[Start of Attachment]

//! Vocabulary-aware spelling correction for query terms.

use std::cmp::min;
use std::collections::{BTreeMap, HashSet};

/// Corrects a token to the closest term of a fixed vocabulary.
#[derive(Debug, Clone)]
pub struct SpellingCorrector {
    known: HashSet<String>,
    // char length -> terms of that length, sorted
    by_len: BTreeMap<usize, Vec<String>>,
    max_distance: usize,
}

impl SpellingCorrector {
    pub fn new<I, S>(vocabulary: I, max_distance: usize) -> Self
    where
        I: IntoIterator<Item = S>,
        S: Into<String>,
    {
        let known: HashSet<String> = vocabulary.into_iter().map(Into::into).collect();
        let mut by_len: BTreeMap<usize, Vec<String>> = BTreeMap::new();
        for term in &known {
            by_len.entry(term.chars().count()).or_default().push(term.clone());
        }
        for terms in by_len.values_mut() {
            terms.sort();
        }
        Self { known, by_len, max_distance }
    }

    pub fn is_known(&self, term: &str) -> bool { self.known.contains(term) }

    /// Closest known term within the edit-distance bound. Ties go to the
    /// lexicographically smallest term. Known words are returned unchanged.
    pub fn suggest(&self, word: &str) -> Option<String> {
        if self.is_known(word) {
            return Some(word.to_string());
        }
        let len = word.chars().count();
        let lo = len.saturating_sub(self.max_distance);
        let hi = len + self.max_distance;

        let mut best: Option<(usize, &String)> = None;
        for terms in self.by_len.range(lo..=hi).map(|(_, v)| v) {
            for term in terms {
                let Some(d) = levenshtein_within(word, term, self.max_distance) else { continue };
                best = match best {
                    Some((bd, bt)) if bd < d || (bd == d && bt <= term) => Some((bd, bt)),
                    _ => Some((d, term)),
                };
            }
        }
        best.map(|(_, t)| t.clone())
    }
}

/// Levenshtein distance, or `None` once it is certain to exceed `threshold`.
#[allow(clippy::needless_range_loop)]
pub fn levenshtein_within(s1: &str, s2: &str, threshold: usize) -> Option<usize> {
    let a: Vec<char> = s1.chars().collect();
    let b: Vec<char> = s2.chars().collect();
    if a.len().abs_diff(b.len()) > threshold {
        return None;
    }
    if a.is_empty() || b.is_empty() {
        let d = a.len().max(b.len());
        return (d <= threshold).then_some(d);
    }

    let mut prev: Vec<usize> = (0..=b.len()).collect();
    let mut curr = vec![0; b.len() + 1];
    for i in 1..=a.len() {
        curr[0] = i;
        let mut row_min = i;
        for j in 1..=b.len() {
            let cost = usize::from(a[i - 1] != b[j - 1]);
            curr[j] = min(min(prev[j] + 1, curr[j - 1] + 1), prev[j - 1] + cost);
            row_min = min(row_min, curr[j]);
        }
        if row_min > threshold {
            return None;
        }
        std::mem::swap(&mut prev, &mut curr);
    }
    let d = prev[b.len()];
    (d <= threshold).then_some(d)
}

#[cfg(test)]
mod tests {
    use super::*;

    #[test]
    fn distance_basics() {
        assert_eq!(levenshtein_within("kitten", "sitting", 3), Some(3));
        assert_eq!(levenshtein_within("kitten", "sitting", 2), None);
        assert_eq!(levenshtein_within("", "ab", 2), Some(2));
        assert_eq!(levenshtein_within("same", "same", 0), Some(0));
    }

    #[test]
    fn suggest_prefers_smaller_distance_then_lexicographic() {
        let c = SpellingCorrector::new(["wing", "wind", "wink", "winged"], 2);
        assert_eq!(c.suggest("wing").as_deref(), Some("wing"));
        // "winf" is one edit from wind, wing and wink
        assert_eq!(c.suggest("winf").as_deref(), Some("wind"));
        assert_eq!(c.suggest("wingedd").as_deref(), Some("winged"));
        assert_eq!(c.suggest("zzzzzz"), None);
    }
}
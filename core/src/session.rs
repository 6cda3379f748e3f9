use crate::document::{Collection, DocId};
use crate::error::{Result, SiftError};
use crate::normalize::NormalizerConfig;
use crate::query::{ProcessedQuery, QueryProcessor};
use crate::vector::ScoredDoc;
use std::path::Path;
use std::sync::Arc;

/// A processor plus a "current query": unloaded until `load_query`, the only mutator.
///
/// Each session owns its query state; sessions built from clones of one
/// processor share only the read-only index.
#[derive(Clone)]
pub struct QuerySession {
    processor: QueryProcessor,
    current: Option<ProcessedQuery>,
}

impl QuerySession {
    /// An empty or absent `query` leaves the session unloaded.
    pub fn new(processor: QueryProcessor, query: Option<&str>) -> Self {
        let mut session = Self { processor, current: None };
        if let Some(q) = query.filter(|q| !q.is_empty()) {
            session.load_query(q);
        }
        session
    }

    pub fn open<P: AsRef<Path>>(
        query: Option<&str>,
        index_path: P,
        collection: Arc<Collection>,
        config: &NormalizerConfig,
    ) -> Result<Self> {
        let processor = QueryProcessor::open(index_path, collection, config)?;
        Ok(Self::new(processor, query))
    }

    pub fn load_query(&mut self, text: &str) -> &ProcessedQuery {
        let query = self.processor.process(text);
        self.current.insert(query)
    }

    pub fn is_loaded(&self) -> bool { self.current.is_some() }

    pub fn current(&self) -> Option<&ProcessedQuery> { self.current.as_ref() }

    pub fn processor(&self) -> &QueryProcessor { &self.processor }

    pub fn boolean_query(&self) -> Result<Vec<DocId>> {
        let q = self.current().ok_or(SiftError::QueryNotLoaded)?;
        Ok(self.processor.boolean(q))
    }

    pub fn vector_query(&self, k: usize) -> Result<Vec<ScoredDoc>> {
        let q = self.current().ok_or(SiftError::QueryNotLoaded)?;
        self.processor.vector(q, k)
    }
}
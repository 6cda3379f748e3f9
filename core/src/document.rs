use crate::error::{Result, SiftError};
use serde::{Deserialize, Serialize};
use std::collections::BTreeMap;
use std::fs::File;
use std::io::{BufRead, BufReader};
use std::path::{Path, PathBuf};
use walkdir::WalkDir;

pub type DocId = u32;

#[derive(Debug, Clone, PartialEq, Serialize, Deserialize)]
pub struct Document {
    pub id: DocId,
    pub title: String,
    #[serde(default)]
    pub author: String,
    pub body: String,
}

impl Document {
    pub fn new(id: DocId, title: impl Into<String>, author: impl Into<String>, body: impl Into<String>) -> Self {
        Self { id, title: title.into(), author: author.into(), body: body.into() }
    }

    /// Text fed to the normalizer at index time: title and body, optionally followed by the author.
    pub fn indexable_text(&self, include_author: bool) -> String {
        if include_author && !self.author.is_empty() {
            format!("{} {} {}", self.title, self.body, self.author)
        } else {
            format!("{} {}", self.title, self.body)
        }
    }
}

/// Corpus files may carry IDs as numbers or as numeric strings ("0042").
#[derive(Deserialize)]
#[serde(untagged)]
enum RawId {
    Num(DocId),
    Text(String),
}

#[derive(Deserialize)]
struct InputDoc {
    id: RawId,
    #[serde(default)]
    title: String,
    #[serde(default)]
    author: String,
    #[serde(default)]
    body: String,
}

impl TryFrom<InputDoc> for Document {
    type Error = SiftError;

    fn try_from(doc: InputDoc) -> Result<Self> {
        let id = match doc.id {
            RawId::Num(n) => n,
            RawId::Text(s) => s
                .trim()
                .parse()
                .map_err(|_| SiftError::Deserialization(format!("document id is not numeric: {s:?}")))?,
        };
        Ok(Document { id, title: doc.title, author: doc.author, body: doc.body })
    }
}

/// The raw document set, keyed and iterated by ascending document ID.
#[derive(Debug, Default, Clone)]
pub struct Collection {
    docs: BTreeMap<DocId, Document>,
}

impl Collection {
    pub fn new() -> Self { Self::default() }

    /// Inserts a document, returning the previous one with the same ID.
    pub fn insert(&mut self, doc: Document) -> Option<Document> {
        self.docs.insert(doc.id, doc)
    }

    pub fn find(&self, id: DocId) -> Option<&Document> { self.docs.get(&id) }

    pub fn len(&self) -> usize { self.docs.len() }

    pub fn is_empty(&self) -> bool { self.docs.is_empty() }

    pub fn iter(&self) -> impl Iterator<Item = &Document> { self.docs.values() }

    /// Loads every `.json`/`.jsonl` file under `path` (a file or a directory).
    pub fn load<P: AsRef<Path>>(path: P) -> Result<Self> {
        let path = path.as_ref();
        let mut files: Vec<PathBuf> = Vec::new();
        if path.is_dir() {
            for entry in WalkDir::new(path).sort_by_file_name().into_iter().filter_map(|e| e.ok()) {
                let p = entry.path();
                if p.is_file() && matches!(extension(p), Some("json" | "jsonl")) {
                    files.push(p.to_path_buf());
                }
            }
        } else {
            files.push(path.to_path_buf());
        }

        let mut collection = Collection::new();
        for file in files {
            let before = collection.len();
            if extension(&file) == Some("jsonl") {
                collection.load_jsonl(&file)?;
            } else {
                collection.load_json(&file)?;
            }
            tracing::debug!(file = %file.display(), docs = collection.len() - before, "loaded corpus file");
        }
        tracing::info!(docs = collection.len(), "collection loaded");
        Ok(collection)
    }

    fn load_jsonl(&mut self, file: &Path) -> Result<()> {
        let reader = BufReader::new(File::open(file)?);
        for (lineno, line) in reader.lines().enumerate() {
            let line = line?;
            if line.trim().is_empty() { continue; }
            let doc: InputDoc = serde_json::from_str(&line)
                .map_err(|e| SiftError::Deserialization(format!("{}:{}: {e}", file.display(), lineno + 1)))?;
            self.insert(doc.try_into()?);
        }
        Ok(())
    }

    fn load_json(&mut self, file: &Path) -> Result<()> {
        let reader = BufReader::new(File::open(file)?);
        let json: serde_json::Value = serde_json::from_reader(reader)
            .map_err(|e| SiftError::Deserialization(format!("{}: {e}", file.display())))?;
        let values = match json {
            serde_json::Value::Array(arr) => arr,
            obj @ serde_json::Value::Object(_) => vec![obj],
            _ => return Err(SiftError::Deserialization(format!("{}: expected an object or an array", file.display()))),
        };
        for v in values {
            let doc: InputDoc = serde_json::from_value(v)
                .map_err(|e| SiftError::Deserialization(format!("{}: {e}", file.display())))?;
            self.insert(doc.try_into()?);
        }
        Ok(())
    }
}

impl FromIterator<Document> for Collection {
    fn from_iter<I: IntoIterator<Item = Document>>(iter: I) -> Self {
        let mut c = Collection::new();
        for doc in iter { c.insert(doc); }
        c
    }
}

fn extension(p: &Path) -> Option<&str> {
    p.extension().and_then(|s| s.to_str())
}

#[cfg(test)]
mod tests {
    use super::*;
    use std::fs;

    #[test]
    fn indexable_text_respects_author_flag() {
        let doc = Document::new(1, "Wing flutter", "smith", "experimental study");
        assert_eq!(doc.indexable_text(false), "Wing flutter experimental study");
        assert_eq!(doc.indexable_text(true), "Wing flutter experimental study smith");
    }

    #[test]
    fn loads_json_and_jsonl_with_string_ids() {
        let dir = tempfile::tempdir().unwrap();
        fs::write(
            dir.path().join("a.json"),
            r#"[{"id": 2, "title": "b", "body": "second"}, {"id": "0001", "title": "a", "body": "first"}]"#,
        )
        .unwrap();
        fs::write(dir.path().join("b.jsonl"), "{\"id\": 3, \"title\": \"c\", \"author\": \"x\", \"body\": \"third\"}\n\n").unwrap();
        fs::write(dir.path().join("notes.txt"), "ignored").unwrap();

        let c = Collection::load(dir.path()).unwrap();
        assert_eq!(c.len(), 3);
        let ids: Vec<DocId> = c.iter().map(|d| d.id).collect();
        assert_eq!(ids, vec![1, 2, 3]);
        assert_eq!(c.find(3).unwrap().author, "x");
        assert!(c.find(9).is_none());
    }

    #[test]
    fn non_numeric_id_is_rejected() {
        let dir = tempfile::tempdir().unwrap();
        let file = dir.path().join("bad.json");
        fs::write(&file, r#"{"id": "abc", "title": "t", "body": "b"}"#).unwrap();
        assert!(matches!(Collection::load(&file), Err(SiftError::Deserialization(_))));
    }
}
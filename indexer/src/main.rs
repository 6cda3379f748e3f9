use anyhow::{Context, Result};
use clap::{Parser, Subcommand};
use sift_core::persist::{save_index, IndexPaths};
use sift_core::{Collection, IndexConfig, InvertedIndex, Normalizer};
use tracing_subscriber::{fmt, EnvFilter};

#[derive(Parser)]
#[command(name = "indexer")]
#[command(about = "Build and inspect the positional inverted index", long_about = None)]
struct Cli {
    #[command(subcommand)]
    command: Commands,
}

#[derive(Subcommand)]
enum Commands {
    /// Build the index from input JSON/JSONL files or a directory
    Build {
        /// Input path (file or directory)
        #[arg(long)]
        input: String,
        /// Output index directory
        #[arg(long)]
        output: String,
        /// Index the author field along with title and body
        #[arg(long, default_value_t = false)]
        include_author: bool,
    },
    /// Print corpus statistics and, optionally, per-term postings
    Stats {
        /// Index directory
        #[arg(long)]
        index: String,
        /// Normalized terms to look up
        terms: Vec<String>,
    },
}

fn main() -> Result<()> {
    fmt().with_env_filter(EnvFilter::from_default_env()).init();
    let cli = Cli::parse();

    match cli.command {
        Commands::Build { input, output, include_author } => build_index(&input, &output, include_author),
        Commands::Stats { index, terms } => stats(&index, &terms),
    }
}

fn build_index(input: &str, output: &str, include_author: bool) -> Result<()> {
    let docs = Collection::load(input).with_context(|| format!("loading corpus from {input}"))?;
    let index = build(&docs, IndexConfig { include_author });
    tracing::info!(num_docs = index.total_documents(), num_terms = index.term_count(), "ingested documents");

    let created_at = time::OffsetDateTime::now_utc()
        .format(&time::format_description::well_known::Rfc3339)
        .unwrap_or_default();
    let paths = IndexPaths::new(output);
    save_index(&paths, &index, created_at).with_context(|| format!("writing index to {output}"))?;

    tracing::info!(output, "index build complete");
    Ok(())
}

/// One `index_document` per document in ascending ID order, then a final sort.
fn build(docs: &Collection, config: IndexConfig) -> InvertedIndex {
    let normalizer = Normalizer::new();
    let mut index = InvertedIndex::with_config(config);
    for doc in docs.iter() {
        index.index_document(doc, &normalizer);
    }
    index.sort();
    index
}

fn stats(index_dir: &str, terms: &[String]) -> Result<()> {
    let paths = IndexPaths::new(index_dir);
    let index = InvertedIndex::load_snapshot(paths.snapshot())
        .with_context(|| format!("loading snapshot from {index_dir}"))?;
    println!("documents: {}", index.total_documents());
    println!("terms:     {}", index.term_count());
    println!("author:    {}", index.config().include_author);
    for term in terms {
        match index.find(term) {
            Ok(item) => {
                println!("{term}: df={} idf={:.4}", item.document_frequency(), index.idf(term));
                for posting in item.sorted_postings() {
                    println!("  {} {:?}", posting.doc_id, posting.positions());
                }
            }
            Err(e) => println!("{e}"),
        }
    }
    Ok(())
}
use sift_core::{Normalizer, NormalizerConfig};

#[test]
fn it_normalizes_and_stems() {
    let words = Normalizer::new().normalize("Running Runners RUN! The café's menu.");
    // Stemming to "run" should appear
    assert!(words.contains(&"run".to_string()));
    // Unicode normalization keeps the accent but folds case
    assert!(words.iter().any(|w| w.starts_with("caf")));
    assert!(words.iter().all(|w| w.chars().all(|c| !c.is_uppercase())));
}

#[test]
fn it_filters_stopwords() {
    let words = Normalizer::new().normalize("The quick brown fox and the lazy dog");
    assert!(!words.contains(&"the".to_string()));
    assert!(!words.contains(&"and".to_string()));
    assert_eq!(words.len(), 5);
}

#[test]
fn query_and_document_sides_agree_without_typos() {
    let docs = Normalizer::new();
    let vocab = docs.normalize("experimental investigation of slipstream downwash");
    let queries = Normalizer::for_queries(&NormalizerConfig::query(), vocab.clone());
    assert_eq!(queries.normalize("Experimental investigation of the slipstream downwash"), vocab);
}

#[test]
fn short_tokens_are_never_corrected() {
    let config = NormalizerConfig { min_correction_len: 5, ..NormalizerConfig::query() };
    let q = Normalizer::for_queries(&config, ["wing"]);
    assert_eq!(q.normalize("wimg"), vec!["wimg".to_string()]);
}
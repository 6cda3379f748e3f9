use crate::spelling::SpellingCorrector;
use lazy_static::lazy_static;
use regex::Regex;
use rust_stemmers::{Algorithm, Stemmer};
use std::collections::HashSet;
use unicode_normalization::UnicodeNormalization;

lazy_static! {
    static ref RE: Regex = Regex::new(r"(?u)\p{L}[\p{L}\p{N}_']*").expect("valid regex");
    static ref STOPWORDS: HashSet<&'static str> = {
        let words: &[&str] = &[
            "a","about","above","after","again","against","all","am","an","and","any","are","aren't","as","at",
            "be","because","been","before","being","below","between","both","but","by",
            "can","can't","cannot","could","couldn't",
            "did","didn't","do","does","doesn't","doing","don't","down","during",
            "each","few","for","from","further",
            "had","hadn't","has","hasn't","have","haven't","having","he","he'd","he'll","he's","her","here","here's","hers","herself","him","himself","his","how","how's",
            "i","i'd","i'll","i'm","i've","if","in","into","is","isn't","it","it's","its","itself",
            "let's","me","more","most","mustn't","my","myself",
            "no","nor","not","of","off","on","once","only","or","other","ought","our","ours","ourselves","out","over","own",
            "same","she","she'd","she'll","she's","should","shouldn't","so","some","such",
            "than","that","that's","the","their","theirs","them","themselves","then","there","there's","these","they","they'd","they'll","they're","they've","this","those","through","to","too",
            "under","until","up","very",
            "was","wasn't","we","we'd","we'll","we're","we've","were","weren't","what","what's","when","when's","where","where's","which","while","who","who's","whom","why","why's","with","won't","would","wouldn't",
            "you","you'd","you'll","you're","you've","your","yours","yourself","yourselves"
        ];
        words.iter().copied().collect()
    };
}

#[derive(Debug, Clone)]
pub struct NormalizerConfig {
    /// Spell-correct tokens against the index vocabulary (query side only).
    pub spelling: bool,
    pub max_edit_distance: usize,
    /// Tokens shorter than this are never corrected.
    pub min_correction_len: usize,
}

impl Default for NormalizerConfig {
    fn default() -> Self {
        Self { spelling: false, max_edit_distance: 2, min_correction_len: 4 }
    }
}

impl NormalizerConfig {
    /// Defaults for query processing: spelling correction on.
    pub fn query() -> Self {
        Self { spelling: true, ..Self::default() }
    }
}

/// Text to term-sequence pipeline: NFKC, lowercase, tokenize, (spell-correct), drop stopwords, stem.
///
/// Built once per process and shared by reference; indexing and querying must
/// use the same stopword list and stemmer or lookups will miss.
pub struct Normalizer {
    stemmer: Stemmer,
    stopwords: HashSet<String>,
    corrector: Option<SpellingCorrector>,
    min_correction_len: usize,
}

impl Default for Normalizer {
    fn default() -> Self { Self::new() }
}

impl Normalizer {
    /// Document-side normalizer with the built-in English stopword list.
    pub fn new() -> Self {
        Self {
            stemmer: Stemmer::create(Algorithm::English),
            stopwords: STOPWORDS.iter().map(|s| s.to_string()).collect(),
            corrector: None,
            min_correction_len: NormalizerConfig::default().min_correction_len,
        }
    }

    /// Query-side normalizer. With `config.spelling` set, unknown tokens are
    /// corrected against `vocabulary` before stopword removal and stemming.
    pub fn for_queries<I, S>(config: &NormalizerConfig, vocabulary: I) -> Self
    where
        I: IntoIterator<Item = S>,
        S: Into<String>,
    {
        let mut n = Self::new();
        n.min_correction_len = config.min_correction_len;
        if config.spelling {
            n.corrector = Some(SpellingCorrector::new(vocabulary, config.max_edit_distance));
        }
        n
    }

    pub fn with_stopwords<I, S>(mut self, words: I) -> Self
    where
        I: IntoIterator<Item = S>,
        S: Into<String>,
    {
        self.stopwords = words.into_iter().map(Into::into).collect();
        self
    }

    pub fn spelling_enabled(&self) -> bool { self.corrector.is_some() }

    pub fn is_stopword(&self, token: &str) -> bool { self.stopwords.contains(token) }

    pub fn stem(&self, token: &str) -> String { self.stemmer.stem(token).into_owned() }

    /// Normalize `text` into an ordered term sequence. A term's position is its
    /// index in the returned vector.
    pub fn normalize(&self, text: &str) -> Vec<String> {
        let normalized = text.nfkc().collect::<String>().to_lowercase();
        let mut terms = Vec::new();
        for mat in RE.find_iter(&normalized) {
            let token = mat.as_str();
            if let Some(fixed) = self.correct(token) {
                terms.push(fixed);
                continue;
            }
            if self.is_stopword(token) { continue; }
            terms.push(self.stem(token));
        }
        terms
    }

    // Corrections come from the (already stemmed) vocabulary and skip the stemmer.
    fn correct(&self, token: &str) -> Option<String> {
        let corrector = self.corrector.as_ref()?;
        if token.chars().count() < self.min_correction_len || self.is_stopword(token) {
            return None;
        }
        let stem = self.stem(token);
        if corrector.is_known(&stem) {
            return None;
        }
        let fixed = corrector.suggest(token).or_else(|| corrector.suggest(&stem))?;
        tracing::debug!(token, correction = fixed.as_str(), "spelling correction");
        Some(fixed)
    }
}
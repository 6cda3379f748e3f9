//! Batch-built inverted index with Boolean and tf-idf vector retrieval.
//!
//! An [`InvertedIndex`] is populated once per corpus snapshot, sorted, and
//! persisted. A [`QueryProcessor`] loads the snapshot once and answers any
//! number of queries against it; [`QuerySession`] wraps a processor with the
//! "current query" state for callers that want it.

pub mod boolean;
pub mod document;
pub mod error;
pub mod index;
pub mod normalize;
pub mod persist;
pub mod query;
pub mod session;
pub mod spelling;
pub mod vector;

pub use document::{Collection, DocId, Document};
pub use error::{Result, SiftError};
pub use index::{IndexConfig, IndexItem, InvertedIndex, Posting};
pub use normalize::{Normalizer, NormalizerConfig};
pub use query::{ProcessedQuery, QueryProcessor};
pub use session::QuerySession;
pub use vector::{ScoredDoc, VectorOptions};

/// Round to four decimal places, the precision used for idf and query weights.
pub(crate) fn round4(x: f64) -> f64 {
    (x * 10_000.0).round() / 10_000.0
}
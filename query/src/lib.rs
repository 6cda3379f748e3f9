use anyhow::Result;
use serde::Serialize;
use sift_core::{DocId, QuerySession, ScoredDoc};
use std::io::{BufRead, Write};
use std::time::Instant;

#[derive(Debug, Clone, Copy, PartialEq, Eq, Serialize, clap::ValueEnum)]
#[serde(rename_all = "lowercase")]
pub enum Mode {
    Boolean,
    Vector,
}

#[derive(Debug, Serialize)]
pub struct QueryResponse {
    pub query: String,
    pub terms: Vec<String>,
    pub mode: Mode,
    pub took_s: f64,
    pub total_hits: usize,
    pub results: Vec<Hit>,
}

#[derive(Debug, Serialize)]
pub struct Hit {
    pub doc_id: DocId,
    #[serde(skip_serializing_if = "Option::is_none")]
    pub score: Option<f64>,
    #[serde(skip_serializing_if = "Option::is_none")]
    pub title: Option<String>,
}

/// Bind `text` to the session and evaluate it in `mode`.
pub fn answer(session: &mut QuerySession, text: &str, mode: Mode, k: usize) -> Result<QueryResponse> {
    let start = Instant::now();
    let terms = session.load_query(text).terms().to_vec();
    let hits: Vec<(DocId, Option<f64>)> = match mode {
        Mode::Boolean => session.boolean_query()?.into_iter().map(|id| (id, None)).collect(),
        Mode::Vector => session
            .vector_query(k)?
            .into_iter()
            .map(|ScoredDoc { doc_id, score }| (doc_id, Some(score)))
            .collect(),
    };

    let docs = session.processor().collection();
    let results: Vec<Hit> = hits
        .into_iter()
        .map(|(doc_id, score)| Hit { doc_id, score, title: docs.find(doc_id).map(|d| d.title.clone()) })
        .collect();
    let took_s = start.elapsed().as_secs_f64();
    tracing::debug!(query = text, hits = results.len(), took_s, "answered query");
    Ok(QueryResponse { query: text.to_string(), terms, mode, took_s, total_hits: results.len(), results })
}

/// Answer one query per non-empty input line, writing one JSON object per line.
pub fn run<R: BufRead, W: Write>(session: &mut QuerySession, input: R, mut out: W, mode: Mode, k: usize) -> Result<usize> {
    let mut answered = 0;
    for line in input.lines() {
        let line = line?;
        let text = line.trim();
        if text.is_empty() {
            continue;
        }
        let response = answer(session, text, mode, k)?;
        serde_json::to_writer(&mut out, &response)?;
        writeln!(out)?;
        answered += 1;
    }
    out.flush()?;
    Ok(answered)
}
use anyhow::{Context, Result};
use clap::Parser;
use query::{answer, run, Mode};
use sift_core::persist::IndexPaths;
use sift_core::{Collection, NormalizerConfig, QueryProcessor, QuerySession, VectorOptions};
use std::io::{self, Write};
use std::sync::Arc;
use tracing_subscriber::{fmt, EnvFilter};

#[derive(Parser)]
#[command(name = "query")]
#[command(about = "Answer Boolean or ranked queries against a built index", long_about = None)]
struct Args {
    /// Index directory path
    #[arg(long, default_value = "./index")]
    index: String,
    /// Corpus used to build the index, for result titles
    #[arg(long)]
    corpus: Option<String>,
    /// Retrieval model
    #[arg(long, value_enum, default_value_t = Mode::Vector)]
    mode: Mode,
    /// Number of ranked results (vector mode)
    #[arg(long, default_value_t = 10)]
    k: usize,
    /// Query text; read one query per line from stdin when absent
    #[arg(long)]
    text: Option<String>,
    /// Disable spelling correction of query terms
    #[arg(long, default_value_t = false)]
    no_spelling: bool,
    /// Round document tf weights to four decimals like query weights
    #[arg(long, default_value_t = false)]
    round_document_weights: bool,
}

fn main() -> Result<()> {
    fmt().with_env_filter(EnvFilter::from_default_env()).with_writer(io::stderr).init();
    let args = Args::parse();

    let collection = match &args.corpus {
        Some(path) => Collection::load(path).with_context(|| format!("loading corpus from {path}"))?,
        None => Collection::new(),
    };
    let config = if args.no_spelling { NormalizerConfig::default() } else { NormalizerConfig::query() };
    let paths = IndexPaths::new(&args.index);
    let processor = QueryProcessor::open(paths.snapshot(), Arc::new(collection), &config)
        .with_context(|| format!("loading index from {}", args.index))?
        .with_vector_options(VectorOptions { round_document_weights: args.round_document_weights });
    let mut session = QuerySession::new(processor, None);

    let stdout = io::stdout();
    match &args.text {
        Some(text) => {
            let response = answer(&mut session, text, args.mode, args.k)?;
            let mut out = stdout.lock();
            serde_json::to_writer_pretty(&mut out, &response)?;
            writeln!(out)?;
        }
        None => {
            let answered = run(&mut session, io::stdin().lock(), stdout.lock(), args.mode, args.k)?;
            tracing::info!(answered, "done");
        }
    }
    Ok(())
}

[End of Attachment]

■ PROBLEM
Note each line of the entries that has "under" in it, and copy those lines.

■ SOLUTION
    /// Loads every `.json`/`.jsonl` file under `path` (a file or a directory).
            "under","until","up","very",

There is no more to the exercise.